If you have timers or control your heating system with your smart phone (yes this is possible if you haven't yet heard of it), then you can at least avoid the discomfort during the time it takes to heat up again, compared to walking into a cold house that may take hours to warm after you turn up the thermostat by hand.
During the peak of summer, thermal mass can be a mixed blessing. For those who live without air conditioning and count on opening windows at night to cool a house, it will take longer to release heat if it is stored in tons of dense material. During an extended heat wave, you’ll win for the first couple of days as the cool mass absorbs heat from the air, but you will probably find the average temperature creeping up a little everyday if it's a long one. And when the heat wave breaks, it will take longer before your house cools again.
The advantages of thermal mass in homes:
A lot of thermal mass in a home can help naturally balance temperatures in spring and fall when days are warm but nights are still cool. That will either increase comfort or reduce the need for heating and cooling.
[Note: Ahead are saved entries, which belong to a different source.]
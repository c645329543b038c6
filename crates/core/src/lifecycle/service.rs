//! Lifecycle service for document status transitions.
//!
//! Every document type shares one state machine:
//!
//! ```text
//! draft ──submit──▶ pending_review ──approve──▶ approved ──complete──▶ completed
//!                          │
//!                          └──reject──▶ rejected
//! ```
//!
//! `rejected` and `completed` are terminal. A rejected document is retried by
//! cloning it into a new draft, never by resubmitting it in place.

use crate::calculation::CalculationError;
use crate::context::OperationContext;
use crate::document::{Document, DocumentSpec, DocumentStatus, DocumentType, LineItem};
use crate::lifecycle::error::LifecycleError;
use crate::lifecycle::types::LifecycleAction;

/// Stateless service for document status transitions.
///
/// Methods validate a request against the current state and return the
/// resulting [`LifecycleAction`]; nothing is mutated until the caller applies it.
pub struct LifecycleService;

impl LifecycleService {
    /// Submits a draft for review.
    ///
    /// The document must have at least one line and its stored totals must
    /// match a fresh recomputation from the authoritative inputs.
    ///
    /// # Errors
    ///
    /// - `IllegalTransition` unless the document is a draft
    /// - `EmptyDocument` if it has no line items
    /// - `Calculation` if any line or document validation fails
    pub fn submit(
        document: &Document,
        ctx: &OperationContext,
    ) -> Result<LifecycleAction, LifecycleError> {
        Self::ensure_transition(document.status, DocumentStatus::PendingReview)?;
        Self::ensure_complete(document)?;

        Ok(LifecycleAction::Submit {
            new_status: DocumentStatus::PendingReview,
            submitted_by: ctx.actor,
            submitted_at: ctx.now,
        })
    }

    /// Approves a pending document.
    ///
    /// Approving an already approved document returns
    /// [`LifecycleAction::Unchanged`] so retried calls succeed.
    ///
    /// # Errors
    ///
    /// `IllegalTransition` from any status other than pending review or approved.
    pub fn approve(
        current_status: DocumentStatus,
        approval_notes: Option<String>,
        ctx: &OperationContext,
    ) -> Result<LifecycleAction, LifecycleError> {
        if current_status == DocumentStatus::Approved {
            return Ok(LifecycleAction::Unchanged {
                status: DocumentStatus::Approved,
            });
        }
        Self::ensure_transition(current_status, DocumentStatus::Approved)?;

        Ok(LifecycleAction::Approve {
            new_status: DocumentStatus::Approved,
            approved_by: ctx.actor,
            approved_at: ctx.now,
            approval_notes: approval_notes.unwrap_or_default(),
        })
    }

    /// Rejects a pending document.
    ///
    /// # Errors
    ///
    /// - `RejectionReasonRequired` if the reason is blank
    /// - `IllegalTransition` unless the document is pending review
    pub fn reject(
        current_status: DocumentStatus,
        rejection_reason: &str,
        ctx: &OperationContext,
    ) -> Result<LifecycleAction, LifecycleError> {
        let rejection_reason = rejection_reason.trim();
        if rejection_reason.is_empty() {
            return Err(LifecycleError::RejectionReasonRequired);
        }

        Self::ensure_transition(current_status, DocumentStatus::Rejected)?;

        Ok(LifecycleAction::Reject {
            new_status: DocumentStatus::Rejected,
            rejected_by: ctx.actor,
            rejected_at: ctx.now,
            rejection_reason: rejection_reason.to_string(),
        })
    }

    /// Completes an approved document once its downstream work is done.
    ///
    /// # Errors
    ///
    /// `IllegalTransition` unless the document is approved.
    pub fn complete(
        current_status: DocumentStatus,
        ctx: &OperationContext,
    ) -> Result<LifecycleAction, LifecycleError> {
        Self::ensure_transition(current_status, DocumentStatus::Completed)?;

        Ok(LifecycleAction::Complete {
            new_status: DocumentStatus::Completed,
            completed_at: ctx.now,
        })
    }

    /// Refuses edits and deletion outside draft.
    ///
    /// # Errors
    ///
    /// `NotEditable` for any status other than draft.
    pub fn ensure_editable(current_status: DocumentStatus) -> Result<(), LifecycleError> {
        if current_status.is_editable() {
            Ok(())
        } else {
            Err(LifecycleError::NotEditable {
                status: current_status,
            })
        }
    }

    /// Checks the guards a document must pass to leave draft.
    ///
    /// # Errors
    ///
    /// `EmptyDocument` or the recomputation's `Calculation` error.
    pub fn ensure_complete(document: &Document) -> Result<(), LifecycleError> {
        if document.line_items.is_empty() {
            return Err(LifecycleError::EmptyDocument);
        }

        let recomputed = document.calculate_totals()?;
        if recomputed != document.totals {
            return Err(CalculationError::invalid(
                "totals",
                "stored totals do not match the line items",
            )
            .into());
        }
        Ok(())
    }

    /// Returns true if `document` is approved and its completion condition holds.
    ///
    /// `children` are the documents converted from it.
    /// - Quotation: its invoice is approved
    /// - Invoice: its receipt is approved
    /// - Receipt: nothing left to allocate and every delivery note completed
    /// - Delivery note: every line fully delivered
    #[must_use]
    pub fn completion_due(document: &Document, children: &[&Document]) -> bool {
        if document.status != DocumentStatus::Approved {
            return false;
        }

        let approved_child = |child_type: DocumentType| {
            children.iter().any(|child| {
                child.document_type == child_type
                    && matches!(
                        child.status,
                        DocumentStatus::Approved | DocumentStatus::Completed
                    )
            })
        };

        match document.document_type {
            DocumentType::Quotation => approved_child(DocumentType::Invoice),
            DocumentType::Invoice => approved_child(DocumentType::Receipt),
            DocumentType::Receipt => {
                Self::fully_delivered(document)
                    && children
                        .iter()
                        .filter(|child| child.document_type == DocumentType::DeliveryNote)
                        .filter(|child| child.status != DocumentStatus::Rejected)
                        .all(|child| child.status == DocumentStatus::Completed)
            }
            DocumentType::DeliveryNote => Self::fully_delivered(document),
        }
    }

    /// Copies a rejected document into a new draft.
    ///
    /// Lines get fresh ids but keep their origin; parent links, deadlines and
    /// the received amount are carried over.
    ///
    /// # Errors
    ///
    /// `IllegalTransition` unless the document is rejected, or the totals
    /// calculator's error.
    pub fn clone_rejected(
        document: &Document,
        document_number: String,
        ctx: &OperationContext,
    ) -> Result<Document, LifecycleError> {
        if document.status != DocumentStatus::Rejected {
            return Err(LifecycleError::IllegalTransition {
                from: document.status,
                to: DocumentStatus::Draft,
            });
        }

        let mut draft = Document::draft(
            DocumentSpec {
                document_type: document.document_type,
                document_number,
                customer_id: document.customer_id,
                line_items: document.line_items.iter().map(LineItem::duplicate).collect(),
                params: document.totals_params(),
                parent_links: document.parent_links.clone(),
                notes: document.notes.clone(),
            },
            ctx,
        )?;
        draft.valid_until = document.valid_until;
        draft.due_date = document.due_date;
        draft.amount_received = document.amount_received;
        Ok(draft)
    }

    /// Checks if a status transition is allowed.
    ///
    /// Allowed transitions:
    /// - Draft → PendingReview (submit)
    /// - PendingReview → Approved (approve)
    /// - PendingReview → Rejected (reject)
    /// - Approved → Completed (complete)
    #[must_use]
    pub fn is_valid_transition(from: DocumentStatus, to: DocumentStatus) -> bool {
        matches!(
            (from, to),
            (DocumentStatus::Draft, DocumentStatus::PendingReview)
                | (
                    DocumentStatus::PendingReview,
                    DocumentStatus::Approved | DocumentStatus::Rejected
                )
                | (DocumentStatus::Approved, DocumentStatus::Completed)
        )
    }

    fn ensure_transition(from: DocumentStatus, to: DocumentStatus) -> Result<(), LifecycleError> {
        if Self::is_valid_transition(from, to) {
            Ok(())
        } else {
            Err(LifecycleError::IllegalTransition { from, to })
        }
    }

    fn fully_delivered(document: &Document) -> bool {
        !document.line_items.is_empty()
            && document
                .line_items
                .iter()
                .all(|line| line.quantity_remaining.is_zero())
    }
}
//! Property-based tests for LifecycleService.

use chrono::{DateTime, Utc};
use docflow_shared::types::UserId;
use proptest::prelude::*;
use uuid::Uuid;

use crate::context::OperationContext;
use crate::document::DocumentStatus;
use crate::lifecycle::error::LifecycleError;
use crate::lifecycle::service::LifecycleService;
use crate::lifecycle::types::LifecycleAction;

fn arb_status() -> impl Strategy<Value = DocumentStatus> {
    prop_oneof![
        Just(DocumentStatus::Draft),
        Just(DocumentStatus::PendingReview),
        Just(DocumentStatus::Approved),
        Just(DocumentStatus::Rejected),
        Just(DocumentStatus::Completed),
    ]
}

fn arb_ctx() -> impl Strategy<Value = OperationContext> {
    (any::<u128>(), 0i64..4_000_000_000i64).prop_map(|(id, secs)| {
        let now = DateTime::<Utc>::from_timestamp(secs, 0).unwrap_or_default();
        OperationContext::at(UserId::from_uuid(Uuid::from_u128(id)), now)
    })
}

/// Requests that do not need a full document.
#[derive(Debug, Clone, Copy)]
enum Request {
    Submit,
    Approve,
    Reject,
    Complete,
}

fn arb_request() -> impl Strategy<Value = Request> {
    prop_oneof![
        Just(Request::Submit),
        Just(Request::Approve),
        Just(Request::Reject),
        Just(Request::Complete),
    ]
}

/// Status-only submit; the document guards are covered by unit tests.
fn submit_status(
    status: DocumentStatus,
    ctx: &OperationContext,
) -> Result<LifecycleAction, LifecycleError> {
    match status {
        DocumentStatus::Draft => Ok(LifecycleAction::Submit {
            new_status: DocumentStatus::PendingReview,
            submitted_by: ctx.actor,
            submitted_at: ctx.now,
        }),
        from => Err(LifecycleError::IllegalTransition {
            from,
            to: DocumentStatus::PendingReview,
        }),
    }
}

fn run(
    request: Request,
    status: DocumentStatus,
    ctx: &OperationContext,
) -> Result<LifecycleAction, LifecycleError> {
    match request {
        Request::Submit => submit_status(status, ctx),
        Request::Approve => LifecycleService::approve(status, None, ctx),
        Request::Reject => LifecycleService::reject(status, "not acceptable", ctx),
        Request::Complete => LifecycleService::complete(status, ctx),
    }
}

proptest! {
    #![proptest_config(ProptestConfig::with_cases(200))]

    /// Every status change the service produces is in the transition table.
    #[test]
    fn prop_actions_follow_transition_table(
        status in arb_status(),
        request in arb_request(),
        ctx in arb_ctx(),
    ) {
        if let Ok(action) = run(request, status, &ctx) {
            if action.changes_status() {
                prop_assert!(LifecycleService::is_valid_transition(status, action.new_status()));
            } else {
                prop_assert_eq!(action.new_status(), status);
            }
        }
    }

    /// Approve, reject and complete succeed exactly where the table allows it.
    #[test]
    fn prop_table_decides_outcome(status in arb_status(), ctx in arb_ctx()) {
        for (target, result) in [
            (DocumentStatus::Approved, LifecycleService::approve(status, None, &ctx)),
            (DocumentStatus::Rejected, LifecycleService::reject(status, "not acceptable", &ctx)),
            (DocumentStatus::Completed, LifecycleService::complete(status, &ctx)),
        ] {
            let allowed = LifecycleService::is_valid_transition(status, target);
            let retried_approval = target == DocumentStatus::Approved && status == target;
            match result {
                Ok(action) => prop_assert!(allowed || (retried_approval && !action.changes_status())),
                Err(LifecycleError::IllegalTransition { from, to }) => {
                    prop_assert!(!allowed);
                    prop_assert_eq!((from, to), (status, target));
                }
                Err(other) => prop_assert!(false, "unexpected error {:?}", other),
            }
        }
    }

    /// Terminal statuses accept no transition at all.
    #[test]
    fn prop_terminal_statuses_are_final(
        status in prop_oneof![Just(DocumentStatus::Rejected), Just(DocumentStatus::Completed)],
        request in arb_request(),
        ctx in arb_ctx(),
    ) {
        let result = run(request, status, &ctx);
        let is_illegal = matches!(result, Err(LifecycleError::IllegalTransition { .. }));
        prop_assert!(is_illegal);
    }

    /// Any sequence of requests starting from draft walks one of the two allowed paths.
    #[test]
    fn prop_reachable_paths(
        requests in prop::collection::vec(arb_request(), 0..12),
        ctx in arb_ctx(),
    ) {
        let mut status = DocumentStatus::Draft;
        let mut path = vec![status];
        for request in requests {
            if let Ok(action) = run(request, status, &ctx) {
                if action.changes_status() {
                    status = action.new_status();
                    path.push(status);
                }
            }
        }

        let approved_path = [
            DocumentStatus::Draft,
            DocumentStatus::PendingReview,
            DocumentStatus::Approved,
            DocumentStatus::Completed,
        ];
        let rejected_path = [
            DocumentStatus::Draft,
            DocumentStatus::PendingReview,
            DocumentStatus::Rejected,
        ];
        prop_assert!(approved_path.starts_with(&path) || rejected_path.starts_with(&path));
    }

    /// Approve records the acting user and time.
    #[test]
    fn prop_approve_records_actor(ctx in arb_ctx(), notes in proptest::option::of("[a-z ]{0,20}")) {
        let action = LifecycleService::approve(DocumentStatus::PendingReview, notes.clone(), &ctx).unwrap();
        match action {
            LifecycleAction::Approve { approved_by, approved_at, approval_notes, .. } => {
                prop_assert_eq!(approved_by, ctx.actor);
                prop_assert_eq!(approved_at, ctx.now);
                prop_assert_eq!(approval_notes, notes.unwrap_or_default());
            }
            other => prop_assert!(false, "expected Approve, got {:?}", other),
        }
    }
}
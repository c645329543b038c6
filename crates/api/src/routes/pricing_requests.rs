//! Pricing request routes.

use axum::{
    Json, Router,
    extract::{Path, State},
    http::StatusCode,
    response::IntoResponse,
    routing::{get, post},
};
use docflow_core::document::NewPricingRequest;
use docflow_shared::types::PricingRequestId;
use docflow_store::PricingRequestRepository;
use rust_decimal::Decimal;
use serde::Deserialize;

use crate::{AppState, error::engine_error_response, middleware::Actor};

/// Creates the pricing request routes.
pub fn routes() -> Router<AppState> {
    Router::new()
        .route("/pricing-requests", post(create_pricing_request))
        .route("/pricing-requests/{id}", get(get_pricing_request))
        .route("/pricing-requests/{id}/price", post(price_pricing_request))
}

/// Request body for pricing a request.
#[derive(Debug, Deserialize)]
pub struct PriceRequest {
    /// Suggested unit price.
    pub unit_price: Decimal,
}

/// POST `/pricing-requests` - Record a customer's request for a price.
async fn create_pricing_request(
    State(state): State<AppState>,
    actor: Actor,
    Json(payload): Json<NewPricingRequest>,
) -> impl IntoResponse {
    let repo = PricingRequestRepository::new(state.store.clone());
    match repo.create(payload, actor.context()).await {
        Ok(request) => (StatusCode::CREATED, Json(request)).into_response(),
        Err(e) => engine_error_response(&e),
    }
}

/// GET `/pricing-requests/{id}` - Fetch a pricing request.
async fn get_pricing_request(
    State(state): State<AppState>,
    _actor: Actor,
    Path(id): Path<PricingRequestId>,
) -> impl IntoResponse {
    let repo = PricingRequestRepository::new(state.store.clone());
    match repo.get(id).await {
        Ok(request) => (StatusCode::OK, Json(request)).into_response(),
        Err(e) => engine_error_response(&e),
    }
}

/// POST `/pricing-requests/{id}/price` - Set the suggested unit price.
async fn price_pricing_request(
    State(state): State<AppState>,
    actor: Actor,
    Path(id): Path<PricingRequestId>,
    Json(payload): Json<PriceRequest>,
) -> impl IntoResponse {
    let repo = PricingRequestRepository::new(state.store.clone());
    match repo.price(id, payload.unit_price, actor.context()).await {
        Ok(request) => (StatusCode::OK, Json(request)).into_response(),
        Err(e) => engine_error_response(&e),
    }
}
Heat security: Having significant thermal mass in your home can be a big advantage in winter in the case of power outages, as virtually all commonly chosen heating systems rely on electricity to at least get started. If your house has heat stored in mass inside the building envelope, it will slow the temperature drop and possibly prevent you from needing to seek shelter elsewhere until the power comes back.
Heating during off-peak hours: If you rely on radiant heat from thermal mass such as heated concrete floors, this can make heating with electricity a more realistic option in regions with high peak rates. A radiant floor can be charged with heat overnight during low rate hours, and timed to stay off during peak rate hours.
Comfort: Contrary to what most people would naturally assume to be true, a thermostat reading your chosen 'room temperature' is not an accurate determination of how comfortable you will be in a conditioned space. The majority of what you actually experience (about 60%) is the heat that radiates to and from you and the various surfaces of your home, which is defined as the mean radiant temperature (MRT).
In simpler terms - if the temperatures of the surfaces in your home (walls, windows, floors) are below that of your body temperature, you will conduct and radiate heat towards them and feel cooler. If they are warmer than your body temperature, they will conduct and radiate heat towards you and you will feel warmer. This is one way you can take advantage of thermal mass in a home to increase your comfort, by having heat radiating from warm surfaces.
Should you include thermal mass in a building?
As mentioned at the beginning, there is really no right or wrong answer to this question. Sometimes it helps, other times it doesn't. If you've received council that you 'should' or 'shouldn't' include significant thermal mass in your home, that isn't entirely accurate unless your building envelope and lifestyle have been figured into the conclusion, along with whether or not you have a wood stove as a backup in case of emergencies. Personally, I like thermal mass in a home, but that's my just my preference. So don't sweat it too much either way, it's just another variable worth considering when designing a home.